Airtel Africa plc Results for half year ended 30 September 2023

Capex of $312m was marginally higher compared to the prior period. Capex guidance for the full year remains between $800m and $825m as we continue to invest for future growth.

Total customer base grew by 9.7% to 147.7 million, as the penetration of mobile data and mobile money services continued to rise, driving a 23.0% increase in data customers to 59.8 million and a 23.1% increase in mobile money customers to 36.5 million.

Constant currency ARPU growth of 9.8% was driven by increased usage across voice, data and mobile money.

Mobile money transaction value increased by 45.3% in constant currency, with Q2’24 annualised transaction value of $116bn in reported currency.

Financial performance

Revenue in constant currency grew by 19.7%, with reported currency revenues up by 2.3% to $2,623m. In Q2’24, reported currency revenues declined by 4.7% reflecting a full quarter’s impact of the Nigerian naira devaluation in June 2023. Q2’24 constant currency revenues increased by 19.0%.

Whilst reported currency revenue growth was impacted by currency devaluation, all segments delivered double-digit constant currency revenue growth. Across the Group mobile services revenue grew by 18.3% in constant currency, driven by voice revenue growth of 11.5% and data revenue growth of 28.1%. Mobile money revenue grew by 30.9% in constant currency.

EBITDA increased by 21.2% in constant currency, and 3.7% in reported currency to $1,302m, with an EBITDA margin of 49.6%, reflecting a 70bps margin improvement over the prior period despite inflationary cost pressures and foreign exchange headwinds. Reported currency EBITDA declined by 3.3% in Q2’24 as the full impact of the Nigerian naira devaluation in June 2023 was incorporated.

Loss after tax was $13m driven largely by a foreign exchange loss of $471m recorded in finance cost before tax and $317m after tax because of the devaluation of the Nigerian naira in June 2023. This impact has been classified as an exceptional item.
EPS before exceptional items was 7.0 cents, an improvement of 3.2%. EPS before exceptional items and excluding foreign exchange and derivative losses was 10.7 cents. Basic EPS at negative (1.5 cents) compared to 7.9 cents in the prior period, was impacted by $317m net exceptional loss on account of naira devaluation in June 2023.
Capital allocation

Capex of $312m was marginally higher compared to the prior period. Capex guidance for the full year remains between $800m and $825m as we continue to invest for future growth.

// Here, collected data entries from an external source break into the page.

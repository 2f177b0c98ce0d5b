//! Control-name mapping table.
//!
//! Rows of `(control system name, element name)` loaded once at start-up.
//! A control name may bind several elements (paired devices); writes go to
//! all of them, reads use the first.

use std::collections::HashMap;
use std::path::Path;

use crate::error::{PvError, PvResult};
use crate::name::{PvName, prefixes};

const CONTROL_COLUMN: &str = "Control System Name";
const ELEMENT_COLUMN: &str = "Element";

/// Immutable control name → element names table.
#[derive(Debug, Clone, Default, PartialEq)]
pub struct ControlNameMap {
    table: HashMap<String, Vec<String>>,
}

impl ControlNameMap {
    /// Build from `(control name, element name)` pairs. Element names are
    /// lower-cased; repeated control names accumulate.
    pub fn from_pairs<I, K, V>(pairs: I) -> Self
    where
        I: IntoIterator<Item = (K, V)>,
        K: Into<String>,
        V: AsRef<str>,
    {
        let mut table: HashMap<String, Vec<String>> = HashMap::new();
        for (control, element) in pairs {
            let element = element.as_ref().to_lowercase();
            let targets = table.entry(control.into()).or_default();
            if !targets.contains(&element) {
                targets.push(element);
            }
        }
        Self { table }
    }

    /// Load a CSV file with `Control System Name` and `Element` columns.
    pub fn load_csv(path: &Path) -> PvResult<Self> {
        let text = std::fs::read_to_string(path)?;
        Self::from_csv_str(&text)
    }

    /// Parse CSV text. Other columns are ignored, fields may be quoted, and
    /// rows with an empty control name or element are skipped.
    pub fn from_csv_str(text: &str) -> PvResult<Self> {
        let mut lines = text
            .lines()
            .enumerate()
            .filter(|(_, line)| !line.trim().is_empty());

        let (_, header) = lines.next().ok_or(PvError::Mapping {
            line: 1,
            what: "empty file".to_string(),
        })?;
        let header = split_csv_line(header);
        let column = |name: &str| {
            header
                .iter()
                .position(|h| h == name)
                .ok_or_else(|| PvError::Mapping {
                    line: 1,
                    what: format!("missing column '{name}'"),
                })
        };
        let control_col = column(CONTROL_COLUMN)?;
        let element_col = column(ELEMENT_COLUMN)?;

        let mut pairs = Vec::new();
        for (index, line) in lines {
            let fields = split_csv_line(line);
            let (Some(control), Some(element)) = (fields.get(control_col), fields.get(element_col))
            else {
                return Err(PvError::Mapping {
                    line: index + 1,
                    what: format!("expected at least {} fields", control_col.max(element_col) + 1),
                });
            };
            if control.is_empty() || element.is_empty() {
                continue;
            }
            pairs.push((control.clone(), element.clone()));
        }
        Ok(Self::from_pairs(pairs))
    }

    /// Element names bound to `control`, in table order.
    pub fn resolve(&self, control: &str) -> PvResult<&[String]> {
        self.table
            .get(control)
            .map(Vec::as_slice)
            .ok_or_else(|| PvError::InvalidControlName {
                name: control.to_string(),
            })
    }

    pub fn contains(&self, control: &str) -> bool {
        self.table.contains_key(control)
    }

    /// Split a PV name into `(control name, attribute)`.
    ///
    /// The canonical `DEVICE:AREA:UNIT` base is used when it is mapped.
    /// Otherwise the longest mapped prefix ending at a colon wins, which
    /// covers short control names such as `q1` in `q1:BCTRL`.
    pub fn split<'a>(&self, pv: &'a str) -> PvResult<(&'a str, &'a str)> {
        if let Some(name) = PvName::parse(pv) {
            if self.contains(name.base()) {
                return Ok((name.base(), name.attribute));
            }
        }
        prefixes(pv)
            .find(|(base, _)| self.contains(base))
            .ok_or_else(|| PvError::InvalidControlName {
                name: PvName::parse(pv)
                    .map(|n| n.base().to_string())
                    .unwrap_or_else(|| pv.to_string()),
            })
    }

    pub fn len(&self) -> usize {
        self.table.len()
    }

    pub fn is_empty(&self) -> bool {
        self.table.is_empty()
    }

    pub fn iter(&self) -> impl Iterator<Item = (&str, &[String])> {
        self.table.iter().map(|(k, v)| (k.as_str(), v.as_slice()))
    }
}

/// Split one CSV line. Double quotes group commas; `""` inside quotes is a
/// literal quote. Unquoted fields are trimmed.
fn split_csv_line(line: &str) -> Vec<String> {
    let mut fields = Vec::new();
    let mut field = String::new();
    let mut quoted = false;
    let mut was_quoted = false;
    let mut chars = line.chars().peekable();
    while let Some(c) = chars.next() {
        match c {
            '"' if quoted && chars.peek() == Some(&'"') => {
                field.push('"');
                chars.next();
            }
            '"' => {
                quoted = !quoted;
                was_quoted = true;
            }
            ',' if !quoted => {
                fields.push(finish_field(&mut field, was_quoted));
                was_quoted = false;
            }
            _ => field.push(c),
        }
    }
    fields.push(finish_field(&mut field, was_quoted));
    fields
}

fn finish_field(field: &mut String, was_quoted: bool) -> String {
    let value = std::mem::take(field);
    if was_quoted {
        value
    } else {
        value.trim().to_string()
    }
}

#[cfg(test)]
mod tests {
    use super::*;

    const CSV: &str = "\
Element,Control System Name,Area
QM01,QUAD:DIAG0:190,DIAG0
QM01B,QUAD:DIAG0:190,DIAG0
\"XC, 178\",XCOR:DIAG0:178,DIAG0
OTRDG02,OTRS:DIAG0:420,DIAG0
,BPMS:DIAG0:999,DIAG0
";

    #[test]
    fn csv_columns_found_by_header() {
        let map = ControlNameMap::from_csv_str(CSV).unwrap();
        assert_eq!(map.len(), 3);
        assert_eq!(map.resolve("QUAD:DIAG0:190").unwrap(), ["qm01", "qm01b"]);
        assert_eq!(map.resolve("XCOR:DIAG0:178").unwrap(), ["xc, 178"]);
        assert!(!map.contains("BPMS:DIAG0:999"));
    }

    #[test]
    fn missing_column_is_reported() {
        let err = ControlNameMap::from_csv_str("Element,Device\nq1,Q1\n").unwrap_err();
        assert!(err.to_string().contains(CONTROL_COLUMN));
        assert!(ControlNameMap::from_csv_str("").is_err());
    }

    #[test]
    fn unknown_control_name() {
        let map = ControlNameMap::from_pairs([("q1", "Q1")]);
        assert!(matches!(
            map.resolve("q2"),
            Err(PvError::InvalidControlName { .. })
        ));
    }

    #[test]
    fn split_prefers_canonical_base() {
        let map = ControlNameMap::from_pairs([
            ("OTRS:DIAG0:420", "otr"),
            ("q1", "q1"),
            ("BEAM:SHUTTER", "unused"),
        ]);
        assert_eq!(
            map.split("OTRS:DIAG0:420:Image:ArrayData").unwrap(),
            ("OTRS:DIAG0:420", "Image:ArrayData")
        );
        assert_eq!(map.split("q1:BCTRL").unwrap(), ("q1", "BCTRL"));
        assert_eq!(
            map.split("BEAM:SHUTTER:STATE").unwrap(),
            ("BEAM:SHUTTER", "STATE")
        );

        match map.split("QUAD:DIAG0:190:BCTRL") {
            Err(PvError::InvalidControlName { name }) => assert_eq!(name, "QUAD:DIAG0:190"),
            other => panic!("unexpected {other:?}"),
        }
        assert!(map.split("q1").is_err());
    }

    #[test]
    fn quoted_fields() {
        assert_eq!(
            split_csv_line(r#" a ,"b,c","say ""hi""""#),
            vec!["a", "b,c", r#"say "hi""#]
        );
    }
}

The remaining debt at HoldCo is $550m, falling due in May 2024. Cash at the HoldCo was $495m at the end of the period and the Group is well positioned to fully repay the HoldCo debt when due. Leverage of 1.3x in September 2023, was broadly stable despite the foreign exchange impact on EBITDA as a result of the Nigerian naira devaluation in June 2023.
The Board has declared an interim dividend of 2.38 cents per share, an increase of 9%, in-line with our progressive dividend policy.

Sustainability strategy

Our landmark five-year $57m partnership with UNICEF was launched across nine of the 13 of our markets providing access to educational resources, free of charge, on our way to reaching one million children through our programmes by 2027.
Net zero journey continues with implementation of Scope 1 and 2 emissions reductions and development of a robust Scope 3 strategy, including stakeholder engagement.

Olusegun Ogunsanya, Group chief executive officer, on the trading update:

“I am pleased to report a strong operating performance for the Group despite foreign exchange headwinds in many of our markets and specifically in Nigeria. The resilient growth in voice, data and mobile money usage levels reflects the inherent demand for these essential services across our footprint, and our six-pillar ‘win-with’ strategy continues to ensure we capture this growth opportunity by expanding our customer base and providing the platform to enable increased usage across the network. This strong momentum is supported by continued cost efficiencies which enabled further EBITDA margin expansion.

As reported in July 2023, our results for the first quarter were significantly impacted by the changes to the FX market in Nigeria, introduced by the Central Bank. Whilst the changes are required for the long-term benefit of the Nigerian economy, the immediate impact of the naira devaluation continues to weigh on our reported financial performance in the period. Our focus remains to enhance long term value by continuing to drive sustained and efficient growth. Over the last five years we have delivered constant currency revenue and EBITDA CAGR of 17.1% and 20.7% respectively, allowing us to further de-risk the balance sheet and improve profitability across the Group.

Looking forward, the delivery of affordable and reliable telecom and mobile money services across our markets remains our key focus. Our strong operating performance continues to make us a stronger and bigger company, which is well positioned to deliver against the growth opportunities these markets offer. Despite the challenges of rising diesel prices in Nigeria, we aim to limit the impact with continued operational leverage and further cost efficiencies to deliver an improved EBITDA margin in FY’24 versus FY’23.”